## EXERCISE PROMPT
Your answer must be every record below, written out exactly as it appears.

---

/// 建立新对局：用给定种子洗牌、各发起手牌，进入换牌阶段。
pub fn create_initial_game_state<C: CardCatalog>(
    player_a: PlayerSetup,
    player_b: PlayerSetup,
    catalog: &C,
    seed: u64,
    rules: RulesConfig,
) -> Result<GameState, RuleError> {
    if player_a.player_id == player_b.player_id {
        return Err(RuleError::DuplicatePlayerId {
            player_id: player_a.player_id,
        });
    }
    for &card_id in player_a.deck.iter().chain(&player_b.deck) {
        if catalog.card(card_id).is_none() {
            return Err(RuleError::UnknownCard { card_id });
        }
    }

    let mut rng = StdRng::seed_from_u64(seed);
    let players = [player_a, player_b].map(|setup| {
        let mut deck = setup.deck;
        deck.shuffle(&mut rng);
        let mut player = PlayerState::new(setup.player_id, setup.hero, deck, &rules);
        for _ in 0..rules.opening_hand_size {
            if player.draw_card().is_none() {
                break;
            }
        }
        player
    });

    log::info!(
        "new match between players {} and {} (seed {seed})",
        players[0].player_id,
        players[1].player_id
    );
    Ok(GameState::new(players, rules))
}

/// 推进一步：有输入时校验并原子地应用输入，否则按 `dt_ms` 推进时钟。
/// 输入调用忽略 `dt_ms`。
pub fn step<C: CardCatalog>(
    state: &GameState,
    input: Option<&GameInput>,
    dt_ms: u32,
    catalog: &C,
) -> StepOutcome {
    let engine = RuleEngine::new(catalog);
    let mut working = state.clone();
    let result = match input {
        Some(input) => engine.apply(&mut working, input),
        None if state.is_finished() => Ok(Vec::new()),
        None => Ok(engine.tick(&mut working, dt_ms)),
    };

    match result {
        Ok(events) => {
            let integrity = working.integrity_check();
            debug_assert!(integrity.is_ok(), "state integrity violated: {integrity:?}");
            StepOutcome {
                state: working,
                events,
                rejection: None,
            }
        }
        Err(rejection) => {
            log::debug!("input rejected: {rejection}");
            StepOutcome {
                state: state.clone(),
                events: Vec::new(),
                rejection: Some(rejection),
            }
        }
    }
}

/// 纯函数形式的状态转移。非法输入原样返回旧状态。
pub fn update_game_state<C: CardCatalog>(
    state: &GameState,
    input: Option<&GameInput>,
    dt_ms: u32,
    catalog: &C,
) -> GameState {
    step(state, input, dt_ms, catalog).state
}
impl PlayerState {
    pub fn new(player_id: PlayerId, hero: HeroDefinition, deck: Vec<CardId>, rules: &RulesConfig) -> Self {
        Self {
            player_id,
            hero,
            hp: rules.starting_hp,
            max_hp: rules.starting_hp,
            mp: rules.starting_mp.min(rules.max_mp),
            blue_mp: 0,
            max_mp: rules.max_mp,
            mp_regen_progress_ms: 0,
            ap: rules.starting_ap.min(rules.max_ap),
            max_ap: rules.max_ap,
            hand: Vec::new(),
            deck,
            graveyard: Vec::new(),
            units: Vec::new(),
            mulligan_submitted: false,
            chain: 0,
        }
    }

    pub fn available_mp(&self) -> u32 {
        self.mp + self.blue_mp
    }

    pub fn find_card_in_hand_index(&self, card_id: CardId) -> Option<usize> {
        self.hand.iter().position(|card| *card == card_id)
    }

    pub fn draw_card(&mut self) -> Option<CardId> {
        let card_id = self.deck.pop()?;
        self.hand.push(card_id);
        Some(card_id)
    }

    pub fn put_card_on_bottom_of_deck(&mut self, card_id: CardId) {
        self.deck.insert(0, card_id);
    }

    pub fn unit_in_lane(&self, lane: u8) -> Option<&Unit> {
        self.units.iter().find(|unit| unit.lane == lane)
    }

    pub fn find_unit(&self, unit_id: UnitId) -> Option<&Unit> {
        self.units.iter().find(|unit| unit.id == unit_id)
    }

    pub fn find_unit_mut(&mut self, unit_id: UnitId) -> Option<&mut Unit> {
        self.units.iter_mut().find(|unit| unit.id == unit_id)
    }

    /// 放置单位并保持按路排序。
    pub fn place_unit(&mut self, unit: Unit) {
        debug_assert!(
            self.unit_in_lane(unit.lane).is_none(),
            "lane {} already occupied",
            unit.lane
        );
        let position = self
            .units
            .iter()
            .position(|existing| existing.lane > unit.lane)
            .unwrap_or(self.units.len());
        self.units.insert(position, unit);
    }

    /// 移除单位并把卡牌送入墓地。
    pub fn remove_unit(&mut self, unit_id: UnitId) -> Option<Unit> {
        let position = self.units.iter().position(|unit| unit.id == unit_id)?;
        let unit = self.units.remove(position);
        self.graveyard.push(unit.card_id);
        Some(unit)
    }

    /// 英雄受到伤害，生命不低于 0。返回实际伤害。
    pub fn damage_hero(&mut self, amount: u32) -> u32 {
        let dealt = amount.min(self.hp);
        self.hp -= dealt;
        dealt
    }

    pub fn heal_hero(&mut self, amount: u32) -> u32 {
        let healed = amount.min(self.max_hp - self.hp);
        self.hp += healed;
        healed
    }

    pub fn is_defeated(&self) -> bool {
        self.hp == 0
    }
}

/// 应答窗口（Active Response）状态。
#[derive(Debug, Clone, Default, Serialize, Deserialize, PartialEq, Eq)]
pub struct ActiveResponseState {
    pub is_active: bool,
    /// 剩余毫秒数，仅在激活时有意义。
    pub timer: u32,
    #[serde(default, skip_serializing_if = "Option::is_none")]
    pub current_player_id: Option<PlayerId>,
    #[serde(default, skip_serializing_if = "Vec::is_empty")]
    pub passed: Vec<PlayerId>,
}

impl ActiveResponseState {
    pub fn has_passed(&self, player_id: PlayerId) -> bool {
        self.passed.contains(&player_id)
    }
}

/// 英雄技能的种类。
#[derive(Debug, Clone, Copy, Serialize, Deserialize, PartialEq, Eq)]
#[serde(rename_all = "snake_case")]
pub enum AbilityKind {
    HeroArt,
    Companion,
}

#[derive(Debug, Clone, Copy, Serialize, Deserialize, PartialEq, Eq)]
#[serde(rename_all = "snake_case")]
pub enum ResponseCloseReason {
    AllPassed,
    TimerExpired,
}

---

## REPLY
/// 建立新对局：用给定种子洗牌、各发起手牌，进入换牌阶段。
pub fn create_initial_game_state<C: CardCatalog>(
    player_a: PlayerSetup,
    player_b: PlayerSetup,
    catalog: &C,
    seed: u64,
    rules: RulesConfig,
) -> Result<GameState, RuleError> {
    if player_a.player_id == player_b.player_id {
        return Err(RuleError::DuplicatePlayerId {
            player_id: player_a.player_id,
        });
    }
    for &card_id in player_a.deck.iter().chain(&player_b.deck) {
        if catalog.card(card_id).is_none() {
            return Err(RuleError::UnknownCard { card_id });
        }
    }

    let mut rng = StdRng::seed_from_u64(seed);
    let players = [player_a, player_b].map(|setup| {
        let mut deck = setup.deck;
        deck.shuffle(&mut rng);
        let mut player = PlayerState::new(setup.player_id, setup.hero, deck, &rules);
        for _ in 0..rules.opening_hand_size {
            if player.draw_card().is_none() {
                break;
            }
        }
        player
    });

    log::info!(
        "new match between players {} and {} (seed {seed})",
        players[0].player_id,
        players[1].player_id
    );
    Ok(GameState::new(players, rules))
}

/// 推进一步：有输入时校验并原子地应用输入，否则按 `dt_ms` 推进时钟。
/// 输入调用忽略 `dt_ms`。
pub fn step<C: CardCatalog>(
    state: &GameState,
    input: Option<&GameInput>,
    dt_ms: u32,
    catalog: &C,
) -> StepOutcome {
    let engine = RuleEngine::new(catalog);
    let mut working = state.clone();
    let result = match input {
        Some(input) => engine.apply(&mut working, input),
        None if state.is_finished() => Ok(Vec::new()),
        None => Ok(engine.tick(&mut working, dt_ms)),
    };

    match result {
        Ok(events) => {
            let integrity = working.integrity_check();
            debug_assert!(integrity.is_ok(), "state integrity violated: {integrity:?}");
            StepOutcome {
                state: working,
                events,
                rejection: None,
            }
        }
        Err(rejection) => {
            log::debug!("input rejected: {rejection}");
            StepOutcome {
                state: state.clone(),
                events: Vec::new(),
                rejection: Some(rejection),
            }
        }
    }
}

/// 纯函数形式的状态转移。非法输入原样返回旧状态。
pub fn update_game_state<C: CardCatalog>(
    state: &GameState,
    input: Option<&GameInput>,
    dt_ms: u32,
    catalog: &C,
) -> GameState {
    step(state, input, dt_ms, catalog).state
}
impl PlayerState {
    pub fn new(player_id: PlayerId, hero: HeroDefinition, deck: Vec<CardId>, rules: &RulesConfig) -> Self {
        Self {
            player_id,
            hero,
            hp: rules.starting_hp,
            max_hp: rules.starting_hp,
            mp: rules.starting_mp.min(rules.max_mp),
            blue_mp: 0,
            max_mp: rules.max_mp,
            mp_regen_progress_ms: 0,
            ap: rules.starting_ap.min(rules.max_ap),
            max_ap: rules.max_ap,
            hand: Vec::new(),
            deck,
            graveyard: Vec::new(),
            units: Vec::new(),
            mulligan_submitted: false,
            chain: 0,
        }
    }

    pub fn available_mp(&self) -> u32 {
        self.mp + self.blue_mp
    }

    pub fn find_card_in_hand_index(&self, card_id: CardId) -> Option<usize> {
        self.hand.iter().position(|card| *card == card_id)
    }

    pub fn draw_card(&mut self) -> Option<CardId> {
        let card_id = self.deck.pop()?;
        self.hand.push(card_id);
        Some(card_id)
    }

    pub fn put_card_on_bottom_of_deck(&mut self, card_id: CardId) {
        self.deck.insert(0, card_id);
    }

    pub fn unit_in_lane(&self, lane: u8) -> Option<&Unit> {
        self.units.iter().find(|unit| unit.lane == lane)
    }

    pub fn find_unit(&self, unit_id: UnitId) -> Option<&Unit> {
        self.units.iter().find(|unit| unit.id == unit_id)
    }

    pub fn find_unit_mut(&mut self, unit_id: UnitId) -> Option<&mut Unit> {
        self.units.iter_mut().find(|unit| unit.id == unit_id)
    }

    /// 放置单位并保持按路排序。
    pub fn place_unit(&mut self, unit: Unit) {
        debug_assert!(
            self.unit_in_lane(unit.lane).is_none(),
            "lane {} already occupied",
            unit.lane
        );
        let position = self
            .units
            .iter()
            .position(|existing| existing.lane > unit.lane)
            .unwrap_or(self.units.len());
        self.units.insert(position, unit);
    }

    /// 移除单位并把卡牌送入墓地。
    pub fn remove_unit(&mut self, unit_id: UnitId) -> Option<Unit> {
        let position = self.units.iter().position(|unit| unit.id == unit_id)?;
        let unit = self.units.remove(position);
        self.graveyard.push(unit.card_id);
        Some(unit)
    }

    /// 英雄受到伤害，生命不低于 0。返回实际伤害。
    pub fn damage_hero(&mut self, amount: u32) -> u32 {
        let dealt = amount.min(self.hp);
        self.hp -= dealt;
        dealt
    }

    pub fn heal_hero(&mut self, amount: u32) -> u32 {
        let healed = amount.min(self.max_hp - self.hp);
        self.hp += healed;
        healed
    }

    pub fn is_defeated(&self) -> bool {
        self.hp == 0
    }
}

/// 应答窗口（Active Response）状态。
#[derive(Debug, Clone, Default, Serialize, Deserialize, PartialEq, Eq)]
pub struct ActiveResponseState {
    pub is_active: bool,
    /// 剩余毫秒数，仅在激活时有意义。
    pub timer: u32,
    #[serde(default, skip_serializing_if = "Option::is_none")]
    pub current_player_id: Option<PlayerId>,
    #[serde(default, skip_serializing_if = "Vec::is_empty")]
    pub passed: Vec<PlayerId>,
}

impl ActiveResponseState {
    pub fn has_passed(&self, player_id: PlayerId) -> bool {
        self.passed.contains(&player_id)
    }
}

/// 英雄技能的种类。
#[derive(Debug, Clone, Copy, Serialize, Deserialize, PartialEq, Eq)]
#[serde(rename_all = "snake_case")]
pub enum AbilityKind {
    HeroArt,
    Companion,
}

#[derive(Debug, Clone, Copy, Serialize, Deserialize, PartialEq, Eq)]
#[serde(rename_all = "snake_case")]
pub enum ResponseCloseReason {
    AllPassed,
    TimerExpired,
}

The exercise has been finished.